▶ **RECORDS TO PROCESS**:
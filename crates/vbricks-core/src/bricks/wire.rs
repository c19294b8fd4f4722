//! Point-to-point wires between two socks.

use super::{BrickType, BuildContext};
use crate::config::{Config, Parameter, Value};
use crate::settings::Settings;
use std::path::PathBuf;

/// `dpipe vde_plug <sock0> = vde_plug <sock1>`.
#[derive(Debug, Clone, Copy)]
pub struct Wire;

impl BrickType for Wire {
    fn type_name(&self) -> &'static str {
        "Wire"
    }

    fn schema(&self) -> Vec<(&'static str, Parameter)> {
        Vec::new()
    }

    fn prog(&self, settings: &Settings, _config: &Config) -> Option<PathBuf> {
        Some(settings.vde_tool("dpipe"))
    }

    fn args(&self, ctx: &BuildContext<'_>) -> Vec<String> {
        let plug = ctx.settings.vde_tool("vde_plug").display().to_string();
        vec![
            plug.clone(),
            ctx.plug_path(0).unwrap_or_default(),
            "=".into(),
            plug,
            ctx.plug_path(1).unwrap_or_default(),
        ]
    }

    fn configured(&self, ctx: &BuildContext<'_>) -> bool {
        ctx.plugs.len() == 2 && ctx.plugs_attached()
    }

    fn summary(&self, ctx: &BuildContext<'_>) -> String {
        endpoints(ctx)
    }

    fn clone_box(&self) -> Box<dyn BrickType> {
        Box::new(*self)
    }

    fn initial_plugs(&self) -> usize {
        2
    }
}

/// Wire bridged by an in-process task speaking the VDE control protocol.
///
/// When the second plug has no sock the far end is a UDP socket, which is
/// how a wire hosted on a remote engine reaches back to its peer.
#[derive(Debug, Clone, Copy)]
pub struct NativeWire;

impl BrickType for NativeWire {
    fn type_name(&self) -> &'static str {
        "Wire"
    }

    fn schema(&self) -> Vec<(&'static str, Parameter)> {
        vec![
            ("remotehost", Parameter::Str("")),
            ("remoteport", Parameter::Integer(0)),
        ]
    }

    fn prog(&self, _settings: &Settings, _config: &Config) -> Option<PathBuf> {
        None
    }

    fn configured(&self, ctx: &BuildContext<'_>) -> bool {
        ctx.plugs.len() == 2 && ctx.plugs[0].sock_path.is_some()
    }

    fn summary(&self, ctx: &BuildContext<'_>) -> String {
        endpoints(ctx)
    }

    fn clone_box(&self) -> Box<dyn BrickType> {
        Box::new(*self)
    }

    fn initial_plugs(&self) -> usize {
        2
    }

    fn native_bridge(&self) -> bool {
        true
    }
}

fn endpoints(ctx: &BuildContext<'_>) -> String {
    let end = |n: usize| {
        ctx.plugs
            .get(n)
            .and_then(|p| p.sock_name.clone())
            .unwrap_or_else(|| "disconnected".into())
    };
    format!("{} <--> {}", end(0), end(1))
}

// ============================================================================
// Wirefilter
// ============================================================================

macro_rules! impairment_keys {
    ($($base:literal),* $(,)?) => {
        &[$(
            (
                $base,
                [
                    concat!($base, "LR"),
                    concat!($base, "RL"),
                    concat!($base, "J"),
                    concat!($base, "LRJ"),
                    concat!($base, "RLJ"),
                    concat!($base, "distrib"),
                    concat!($base, "symm"),
                    concat!($base, "mult"),
                    concat!($base, "unit"),
                ],
            ),
        )*]
    };
}

type ImpairmentKeys = (&'static str, [&'static str; 9]);

/// Impairment families: base key and derived keys.
const IMPAIRMENTS: &[ImpairmentKeys] = impairment_keys![
    "bandwidth",
    "speed",
    "delay",
    "chanbufsize",
    "loss",
    "dup",
    "noise",
    "mtu",
    "lostburst",
];

fn impairment_switch(base: &str) -> &'static str {
    match base {
        "bandwidth" => "-b",
        "speed" => "-s",
        "delay" => "-d",
        "chanbufsize" => "-c",
        "loss" => "-l",
        "dup" => "-D",
        "noise" => "-n",
        "mtu" => "-m",
        _ => "-L",
    }
}

/// Encode a GUI impairment value in wirefilter's grammar.
///
/// `base` alone gives `base{mult}{unit}`; with a jitter the result is
/// `base+jitter{mult}{unit}` followed by `N` for a gaussian distribution
/// or `U` for a uniform one. An empty or zero base yields `None`.
pub fn gui_to_wf_value(
    base: &str,
    jitter: &str,
    distrib: &str,
    mult: &str,
    unit: &str,
) -> Option<String> {
    let base = base.trim();
    if base.is_empty() || base == "0" {
        return None;
    }
    let jitter = jitter.trim();
    if jitter.is_empty() || jitter == "0" {
        return Some(format!("{base}{mult}{unit}"));
    }
    let shape = if distrib.eq_ignore_ascii_case("gaussian") {
        "N"
    } else {
        "U"
    };
    Some(format!("{base}+{jitter}{mult}{unit}{shape}"))
}

/// Directional values of one impairment: `(None, v)` when symmetric,
/// otherwise `(Some("LR"|"RL"), v)` pairs.
fn impairment_values(config: &Config, family: &ImpairmentKeys) -> Vec<(Option<&'static str>, String)> {
    let (base, [lr, rl, j, lrj, rlj, distrib, symm, mult, unit]) = *family;
    let distrib = config.str(distrib);
    let mult = config.str(mult);
    let unit = config.str(unit);
    if config.bool(symm) {
        gui_to_wf_value(config.str(base), config.str(j), distrib, mult, unit)
            .map(|v| vec![(None, v)])
            .unwrap_or_default()
    } else {
        [("LR", lr, lrj), ("RL", rl, rlj)]
            .into_iter()
            .filter_map(|(dir, key, jkey)| {
                gui_to_wf_value(config.str(key), config.str(jkey), distrib, mult, unit)
                    .map(|v| (Some(dir), v))
            })
            .collect()
    }
}

/// `wirefilter` with link impairments and a management console.
#[derive(Debug, Clone, Copy)]
pub struct Wirefilter;

impl BrickType for Wirefilter {
    fn type_name(&self) -> &'static str {
        "Wirefilter"
    }

    fn schema(&self) -> Vec<(&'static str, Parameter)> {
        let mut schema = vec![("nofifo", Parameter::Boolean(false))];
        for &(base, [lr, rl, j, lrj, rlj, distrib, symm, mult, unit]) in IMPAIRMENTS {
            for key in [base, lr, rl, j, lrj, rlj, mult, unit] {
                schema.push((key, Parameter::Str("")));
            }
            schema.push((distrib, Parameter::Str("uniform")));
            schema.push((symm, Parameter::Boolean(true)));
        }
        schema
    }

    fn prog(&self, settings: &Settings, _config: &Config) -> Option<PathBuf> {
        Some(settings.vde_tool("wirefilter"))
    }

    fn args(&self, ctx: &BuildContext<'_>) -> Vec<String> {
        let mut args = vec![
            "-v".to_string(),
            format!(
                "{}:{}",
                ctx.plug_path(0).unwrap_or_default(),
                ctx.plug_path(1).unwrap_or_default()
            ),
            "-M".to_string(),
            ctx.run_file(".mgmt").display().to_string(),
        ];
        for family in IMPAIRMENTS {
            let switch = impairment_switch(family.0);
            for (dir, value) in impairment_values(ctx.config, family) {
                args.push(switch.to_string());
                args.push(format!("{}{value}", dir.unwrap_or("")));
            }
        }
        if ctx.config.bool("nofifo") {
            args.push("-N".into());
        }
        args
    }

    fn configured(&self, ctx: &BuildContext<'_>) -> bool {
        ctx.plugs.len() == 2 && ctx.plugs_attached()
    }

    fn summary(&self, ctx: &BuildContext<'_>) -> String {
        let mut text = endpoints(ctx);
        for family in IMPAIRMENTS {
            for (dir, value) in impairment_values(ctx.config, family) {
                text.push_str(&format!(", {} {}{value}", family.0, dir.unwrap_or("")));
            }
        }
        text
    }

    fn clone_box(&self) -> Box<dyn BrickType> {
        Box::new(*self)
    }

    fn initial_plugs(&self) -> usize {
        2
    }

    fn console_path(&self, ctx: &BuildContext<'_>) -> Option<PathBuf> {
        Some(ctx.run_file(".mgmt"))
    }

    fn live_reconfigure(&self, key: &str, _value: &Value, config: &Config) -> Option<String> {
        let family = IMPAIRMENTS
            .iter()
            .find(|(base, derived)| *base == key || derived.contains(&key))?;
        let commands: Vec<String> = impairment_values(config, family)
            .into_iter()
            .map(|(dir, value)| match dir {
                Some(dir) => format!("{} {dir} {value}", family.0),
                None => format!("{} {value}", family.0),
            })
            .collect();
        if commands.is_empty() {
            Some(format!("{} 0", family.0))
        } else {
            Some(commands.join("\n"))
        }
    }
}
//! Sock/plug link model.
//!
//! Socks and plugs live in an arena owned by the factory and refer to each
//! other by id. A plug names at most one sock; a sock keeps the ids of the
//! plugs attached to it. Both sides are updated together.

use std::collections::BTreeMap;
use std::fmt;
use std::path::PathBuf;

macro_rules! arena_id {
    ($name:ident, $prefix:literal) => {
        /// Opaque arena key. Ids grow monotonically, so ordering follows
        /// creation order.
        #[derive(Debug, Clone, Copy, PartialEq, Eq, PartialOrd, Ord, Hash)]
        pub struct $name(pub(crate) u64);

        impl fmt::Display for $name {
            fn fmt(&self, f: &mut fmt::Formatter<'_>) -> fmt::Result {
                write!(f, concat!($prefix, "{}"), self.0)
            }
        }
    };
}

arena_id!(BrickId, "brick#");
arena_id!(SockId, "sock#");
arena_id!(PlugId, "plug#");

/// Per-interface settings of a VM NIC.
#[derive(Debug, Clone, PartialEq, Eq)]
pub struct Nic {
    pub model: String,
    pub mac: String,
    pub vlan: u32,
}

impl Nic {
    pub fn new(model: impl Into<String>, mac: impl Into<String>, vlan: u32) -> Self {
        Self {
            model: model.into(),
            mac: mac.into(),
            vlan,
        }
    }
}

/// How a plug reaches the network.
#[derive(Debug, Clone, Copy, PartialEq, Eq)]
pub enum PlugMode {
    /// Attached to a VDE sock.
    Vde,
    /// QEMU user-mode networking, no sock.
    User,
    /// QEMU user-mode networking with `restrict=on`, no sock.
    HostOnly,
}

/// Named attachment point owned by a brick.
#[derive(Debug, Clone)]
pub struct Sock {
    pub brick: BrickId,
    pub nickname: String,
    /// VDE control socket path.
    pub path: PathBuf,
    pub plugs: Vec<PlugId>,
    /// Set for VM-owned socks.
    pub nic: Option<Nic>,
}

/// Brick-owned reference to at most one sock.
#[derive(Debug, Clone)]
pub struct Plug {
    pub brick: BrickId,
    pub sock: Option<SockId>,
    pub mode: PlugMode,
    /// Set for VM-owned plugs.
    pub nic: Option<Nic>,
    /// Re-entrancy flag for the recursive connectivity check.
    pub antiloop: bool,
}

impl Plug {
    /// A plug is configured once it has a sock, or needs none.
    pub fn configured(&self) -> bool {
        self.sock.is_some() || self.mode != PlugMode::Vde
    }
}

/// Arena of socks and plugs.
#[derive(Debug, Default)]
pub struct LinkGraph {
    socks: BTreeMap<SockId, Sock>,
    plugs: BTreeMap<PlugId, Plug>,
    next: u64,
}

impl LinkGraph {
    pub fn new() -> Self {
        Self::default()
    }

    fn next_id(&mut self) -> u64 {
        self.next += 1;
        self.next
    }

    /// Register a sock in the factory-wide registry.
    pub fn add_sock(&mut self, brick: BrickId, nickname: &str, path: PathBuf) -> SockId {
        let id = SockId(self.next_id());
        self.socks.insert(
            id,
            Sock {
                brick,
                nickname: nickname.to_string(),
                path,
                plugs: Vec::new(),
                nic: None,
            },
        );
        id
    }

    /// Create a VDE plug with no sock.
    pub fn add_plug(&mut self, brick: BrickId) -> PlugId {
        let id = PlugId(self.next_id());
        self.plugs.insert(
            id,
            Plug {
                brick,
                sock: None,
                mode: PlugMode::Vde,
                nic: None,
                antiloop: false,
            },
        );
        id
    }

    pub fn sock(&self, id: SockId) -> Option<&Sock> {
        self.socks.get(&id)
    }

    pub fn sock_mut(&mut self, id: SockId) -> Option<&mut Sock> {
        self.socks.get_mut(&id)
    }

    pub fn plug(&self, id: PlugId) -> Option<&Plug> {
        self.plugs.get(&id)
    }

    pub fn plug_mut(&mut self, id: PlugId) -> Option<&mut Plug> {
        self.plugs.get_mut(&id)
    }

    /// All socks in creation order.
    pub fn socks(&self) -> impl Iterator<Item = (SockId, &Sock)> {
        self.socks.iter().map(|(id, s)| (*id, s))
    }

    /// All plugs in creation order.
    pub fn plugs(&self) -> impl Iterator<Item = (PlugId, &Plug)> {
        self.plugs.iter().map(|(id, p)| (*id, p))
    }

    pub fn find_sock(&self, nickname: &str) -> Option<SockId> {
        self.socks
            .iter()
            .find(|(_, s)| s.nickname == nickname)
            .map(|(id, _)| *id)
    }

    /// Attach `plug` to `sock`, detaching it from any previous sock first.
    ///
    /// Returns `false` when `sock` is `None` or either id is unknown.
    pub fn connect(&mut self, plug: PlugId, sock: Option<SockId>) -> bool {
        let Some(sock) = sock else {
            return false;
        };
        if !self.socks.contains_key(&sock) || !self.plugs.contains_key(&plug) {
            return false;
        }
        self.disconnect(plug);
        if let Some(s) = self.socks.get_mut(&sock) {
            s.plugs.push(plug);
        }
        if let Some(p) = self.plugs.get_mut(&plug) {
            p.sock = Some(sock);
            p.mode = PlugMode::Vde;
        }
        true
    }

    /// Detach `plug` from its sock, clearing both sides.
    pub fn disconnect(&mut self, plug: PlugId) -> Option<SockId> {
        let sock = self.plugs.get_mut(&plug)?.sock.take()?;
        if let Some(s) = self.socks.get_mut(&sock) {
            s.plugs.retain(|p| *p != plug);
        }
        Some(sock)
    }

    /// Remove a plug, detaching it first.
    pub fn remove_plug(&mut self, plug: PlugId) -> Option<Plug> {
        self.disconnect(plug);
        self.plugs.remove(&plug)
    }

    /// Remove a sock and disconnect every plug attached to it.
    ///
    /// Returns the ids of the plugs that were detached.
    pub fn remove_sock(&mut self, sock: SockId) -> Vec<PlugId> {
        let Some(removed) = self.socks.remove(&sock) else {
            return Vec::new();
        };
        for plug in &removed.plugs {
            if let Some(p) = self.plugs.get_mut(plug) {
                if p.sock == Some(sock) {
                    p.sock = None;
                }
            }
        }
        removed.plugs
    }
}

#[cfg(test)]
mod tests {
    use super::*;

    #[test]
    fn test_connect_updates_both_sides() {
        let mut graph = LinkGraph::new();
        let sw = BrickId(100);
        let wire = BrickId(101);
        let sock = graph.add_sock(sw, "sw1_port", PathBuf::from("/tmp/sw1.ctl"));
        let plug = graph.add_plug(wire);

        assert!(!graph.connect(plug, None));
        assert!(graph.connect(plug, Some(sock)));
        assert_eq!(graph.plug(plug).unwrap().sock, Some(sock));
        assert_eq!(graph.sock(sock).unwrap().plugs, vec![plug]);

        assert_eq!(graph.disconnect(plug), Some(sock));
        assert!(graph.sock(sock).unwrap().plugs.is_empty());
        assert!(graph.plug(plug).unwrap().sock.is_none());
    }

    #[test]
    fn test_reconnect_moves_plug() {
        let mut graph = LinkGraph::new();
        let a = graph.add_sock(BrickId(1), "a_port", PathBuf::from("/tmp/a.ctl"));
        let b = graph.add_sock(BrickId(2), "b_port", PathBuf::from("/tmp/b.ctl"));
        let plug = graph.add_plug(BrickId(3));

        graph.connect(plug, Some(a));
        graph.connect(plug, Some(b));
        assert!(graph.sock(a).unwrap().plugs.is_empty());
        assert_eq!(graph.sock(b).unwrap().plugs, vec![plug]);
    }

    #[test]
    fn test_remove_sock_detaches_plugs() {
        let mut graph = LinkGraph::new();
        let sock = graph.add_sock(BrickId(1), "sw1_port", PathBuf::from("/tmp/sw1.ctl"));
        let p1 = graph.add_plug(BrickId(2));
        let p2 = graph.add_plug(BrickId(3));
        graph.connect(p1, Some(sock));
        graph.connect(p2, Some(sock));

        let detached = graph.remove_sock(sock);
        assert_eq!(detached, vec![p1, p2]);
        assert!(graph.plug(p1).unwrap().sock.is_none());
        assert!(graph.find_sock("sw1_port").is_none());
    }

    #[test]
    fn test_user_plug_is_configured_without_sock() {
        let mut graph = LinkGraph::new();
        let plug = graph.add_plug(BrickId(1));
        assert!(!graph.plug(plug).unwrap().configured());
        graph.plug_mut(plug).unwrap().mode = PlugMode::User;
        assert!(graph.plug(plug).unwrap().configured());
    }
}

▶ **PROBLEM TO WORK ON**:
Across the whole listing, how many lines contain the string "nofifo"? Give the number and no more.

▶ **ANSWER SPACE**:
2